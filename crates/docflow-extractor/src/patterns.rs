//! Reusable pattern functions shared by the category extractors
//!
//! Each function is pure and independently testable. Extractors compose them
//! through ordered fallbacks instead of nesting conditionals.

use chrono::NaiveDate;
use regex::Regex;
use std::sync::LazyLock;
use tracing::debug;

/// Numeric token: digits with optional thousands separators and decimals.
/// Always starts and ends with a digit; malformed shapes fail to parse later.
static NUMBER_TOKEN: LazyLock<Regex> =
    LazyLock::new(|| Regex::new(r"\d(?:[\d,.]*\d)?").unwrap());

static EMAIL: LazyLock<Regex> = LazyLock::new(|| {
    Regex::new(r"[A-Za-z0-9._%+\-]+@[A-Za-z0-9.\-]+\.[A-Za-z]{2,}").unwrap()
});

/// Phone patterns in priority order: with country code, separated, bare digits
static PHONE_PATTERNS: LazyLock<Vec<Regex>> = LazyLock::new(|| {
    vec![
        Regex::new(r"\+\d{1,3}[-. ]?\(?\d{2,4}\)?[-. ]?\d{3,4}[-. ]?\d{3,4}\b").unwrap(),
        Regex::new(r"\(?\b\d{3}\)?[-. ]?\d{3}[-. ]\d{4}\b").unwrap(),
        Regex::new(r"\b\d{10}\b").unwrap(),
    ]
});

/// Field order inside a numeric date match
#[derive(Debug, Clone, Copy)]
enum DateOrder {
    DayMonthYear,
    MonthDayYear,
    YearMonthDay,
    DayMonthNameYear,
}

/// Date patterns, applied in this order: DD/MM/YYYY, MM-DD-YYYY, YYYY-MM-DD,
/// DD Mon YYYY
static DATE_PATTERNS: LazyLock<Vec<(Regex, DateOrder)>> = LazyLock::new(|| {
    vec![
        (
            Regex::new(r"\b(\d{1,2})/(\d{1,2})/(\d{4})\b").unwrap(),
            DateOrder::DayMonthYear,
        ),
        (
            Regex::new(r"\b(\d{1,2})-(\d{1,2})-(\d{4})\b").unwrap(),
            DateOrder::MonthDayYear,
        ),
        (
            Regex::new(r"\b(\d{4})-(\d{1,2})-(\d{1,2})\b").unwrap(),
            DateOrder::YearMonthDay,
        ),
        (
            Regex::new(
                r"(?i)\b(\d{1,2})(?:st|nd|rd|th)?[ \t]+(jan|feb|mar|apr|may|jun|jul|aug|sep|oct|nov|dec)[a-z]*\.?,?[ \t]+(\d{4})\b",
            )
            .unwrap(),
            DateOrder::DayMonthNameYear,
        ),
    ]
});

/// A term from a fixed vocabulary
#[derive(Debug, Clone, Copy)]
pub struct VocabularyTerm {
    /// Lowercase ASCII text searched for
    pub needle: &'static str,

    /// Value reported when the needle is found
    pub canonical: &'static str,

    /// Require non-alphanumeric neighbours (for short, ambiguous terms)
    pub whole_word: bool,
}

impl VocabularyTerm {
    /// Term matched as a plain substring
    pub const fn substring(needle: &'static str, canonical: &'static str) -> Self {
        Self {
            needle,
            canonical,
            whole_word: false,
        }
    }

    /// Term matched only with non-alphanumeric neighbours
    pub const fn word(needle: &'static str, canonical: &'static str) -> Self {
        Self {
            needle,
            canonical,
            whole_word: true,
        }
    }

    /// First byte offset of this term in ASCII-lowercased text
    pub fn find_in(&self, lowered: &str) -> Option<usize> {
        lowered.match_indices(self.needle).map(|(i, _)| i).find(|&i| {
            !self.whole_word || is_word_bounded(lowered, i, i + self.needle.len())
        })
    }
}

fn is_word_bounded(text: &str, start: usize, end: usize) -> bool {
    let before = text[..start].chars().next_back();
    let after = text[end..].chars().next();
    !before.is_some_and(char::is_alphanumeric) && !after.is_some_and(char::is_alphanumeric)
}

/// Non-empty lines, trimmed, top to bottom
pub fn non_empty_lines(text: &str) -> impl Iterator<Item = &str> {
    text.lines().map(str::trim).filter(|l| !l.is_empty())
}

/// First non-empty line, trimmed
pub fn first_non_empty_line(text: &str) -> Option<&str> {
    non_empty_lines(text).next()
}

/// Text following each label match up to the end of that line
///
/// Returned in scan order, paired with the full line containing the label.
/// With a `stop` pattern, each window also ends where `stop` next matches
/// on the same line.
pub fn label_windows<'t>(
    text: &'t str,
    label: &Regex,
    stop: Option<&Regex>,
) -> Vec<LabelWindow<'t>> {
    label
        .find_iter(text)
        .map(|m| {
            let line_start = text[..m.start()].rfind('\n').map_or(0, |i| i + 1);
            let line_end = text[m.end()..]
                .find('\n')
                .map_or(text.len(), |i| m.end() + i);
            let rest = &text[m.end()..line_end];
            let after = stop
                .and_then(|s| s.find(rest))
                .map_or(rest, |next| &rest[..next.start()]);
            LabelWindow {
                line: &text[line_start..line_end],
                before: &text[line_start..m.start()],
                after,
            }
        })
        .collect()
}

/// A label occurrence: its line and the text around it
#[derive(Debug, Clone, Copy)]
pub struct LabelWindow<'t> {
    /// Whole line containing the label
    pub line: &'t str,

    /// Line text before the label
    pub before: &'t str,

    /// Line text after the label, up to the stop pattern if any
    pub after: &'t str,
}

/// Parse a numeric token, stripping currency symbols and separators
///
/// Returns `None` for anything that is not a finite decimal number.
pub fn parse_amount(token: &str) -> Option<f64> {
    let cleaned: String = token
        .chars()
        .filter(|c| c.is_ascii_digit() || *c == '.')
        .collect();

    if cleaned.is_empty() || cleaned.matches('.').count() > 1 {
        debug!("Discarding malformed numeric token '{}'", token);
        return None;
    }

    match cleaned.parse::<f64>() {
        Ok(value) if value.is_finite() => Some(value),
        _ => {
            debug!("Discarding unparseable numeric token '{}'", token);
            None
        }
    }
}

/// First well-formed amount in a window, skipping percentages
pub fn first_amount(window: &str) -> Option<f64> {
    NUMBER_TOKEN
        .find_iter(window)
        .filter(|m| !window[m.end()..].trim_start().starts_with('%'))
        .find_map(|m| parse_amount(m.as_str()))
}

/// First amount near any of the label's occurrences, in scan order
///
/// Returns the amount with the window it was found in.
pub fn amount_near<'t>(text: &'t str, label: &Regex) -> Option<(f64, &'t str)> {
    label_windows(text, label, None)
        .into_iter()
        .find_map(|w| first_amount(w.after).map(|value| (value, w.after)))
}

/// Parse the first date of the given pattern in `window`
fn date_with(window: &str, pattern: &Regex, order: DateOrder) -> Option<NaiveDate> {
    pattern.captures_iter(window).find_map(|caps| {
        let a = caps.get(1)?.as_str();
        let b = caps.get(2)?.as_str();
        let c: i32 = caps.get(3)?.as_str().parse().ok()?;
        match order {
            DateOrder::DayMonthYear => NaiveDate::from_ymd_opt(c, b.parse().ok()?, a.parse().ok()?),
            DateOrder::MonthDayYear => NaiveDate::from_ymd_opt(c, a.parse().ok()?, b.parse().ok()?),
            DateOrder::YearMonthDay => {
                NaiveDate::from_ymd_opt(a.parse().ok()?, b.parse().ok()?, c as u32)
            }
            DateOrder::DayMonthNameYear => {
                NaiveDate::from_ymd_opt(c, month_number(b)?, a.parse().ok()?)
            }
        }
    })
}

fn month_number(name: &str) -> Option<u32> {
    let month = match name.get(..3)?.to_ascii_lowercase().as_str() {
        "jan" => 1,
        "feb" => 2,
        "mar" => 3,
        "apr" => 4,
        "may" => 5,
        "jun" => 6,
        "jul" => 7,
        "aug" => 8,
        "sep" => 9,
        "oct" => 10,
        "nov" => 11,
        "dec" => 12,
        _ => return None,
    };
    Some(month)
}

/// First calendar-valid date anywhere in `text`, trying patterns in order
pub fn find_date(text: &str) -> Option<NaiveDate> {
    DATE_PATTERNS
        .iter()
        .find_map(|(pattern, order)| date_with(text, pattern, *order))
}

/// Date near a label, normalized to ISO-8601
pub fn iso_date_near(text: &str, label: &Regex) -> Option<String> {
    iso_date_in(&label_windows(text, label, None))
}

/// First date found in the given windows, normalized to ISO-8601
///
/// Patterns are the outer loop: the first pattern matching in any window
/// wins.
pub fn iso_date_in(windows: &[LabelWindow<'_>]) -> Option<String> {
    DATE_PATTERNS
        .iter()
        .find_map(|(pattern, order)| {
            windows
                .iter()
                .find_map(|w| date_with(w.after, pattern, *order))
        })
        .map(|date| date.format("%Y-%m-%d").to_string())
}

/// First email address
pub fn find_email(text: &str) -> Option<&str> {
    EMAIL.find(text).map(|m| m.as_str())
}

/// First phone number: earliest match across patterns, pattern order on ties
pub fn find_phone(text: &str) -> Option<&str> {
    PHONE_PATTERNS
        .iter()
        .filter_map(|p| p.find(text))
        .min_by_key(|m| m.start())
        .map(|m| m.as_str().trim())
}

/// Whether a line looks like contact details rather than prose
pub fn is_contact_line(line: &str) -> bool {
    find_email(line).is_some() || find_phone(line).is_some()
}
####
- Task
Given the data above, transcribe exactly the lines from the one containing "pub after: &'t" down to the one containing "was found in.", and no others.

- Written solution
    pub after: &'t str,
}

/// Parse a numeric token, stripping currency symbols and separators
///
/// Returns `None` for anything that is not a finite decimal number.
pub fn parse_amount(token: &str) -> Option<f64> {
    let cleaned: String = token
        .chars()
        .filter(|c| c.is_ascii_digit() || *c == '.')
        .collect();

    if cleaned.is_empty() || cleaned.matches('.').count() > 1 {
        debug!("Discarding malformed numeric token '{}'", token);
        return None;
    }

    match cleaned.parse::<f64>() {
        Ok(value) if value.is_finite() => Some(value),
        _ => {
            debug!("Discarding unparseable numeric token '{}'", token);
            None
        }
    }
}

/// First well-formed amount in a window, skipping percentages
pub fn first_amount(window: &str) -> Option<f64> {
    NUMBER_TOKEN
        .find_iter(window)
        .filter(|m| !window[m.end()..].trim_start().starts_with('%'))
        .find_map(|m| parse_amount(m.as_str()))
}

/// First amount near any of the label's occurrences, in scan order
///
/// Returns the amount with the window it was found in.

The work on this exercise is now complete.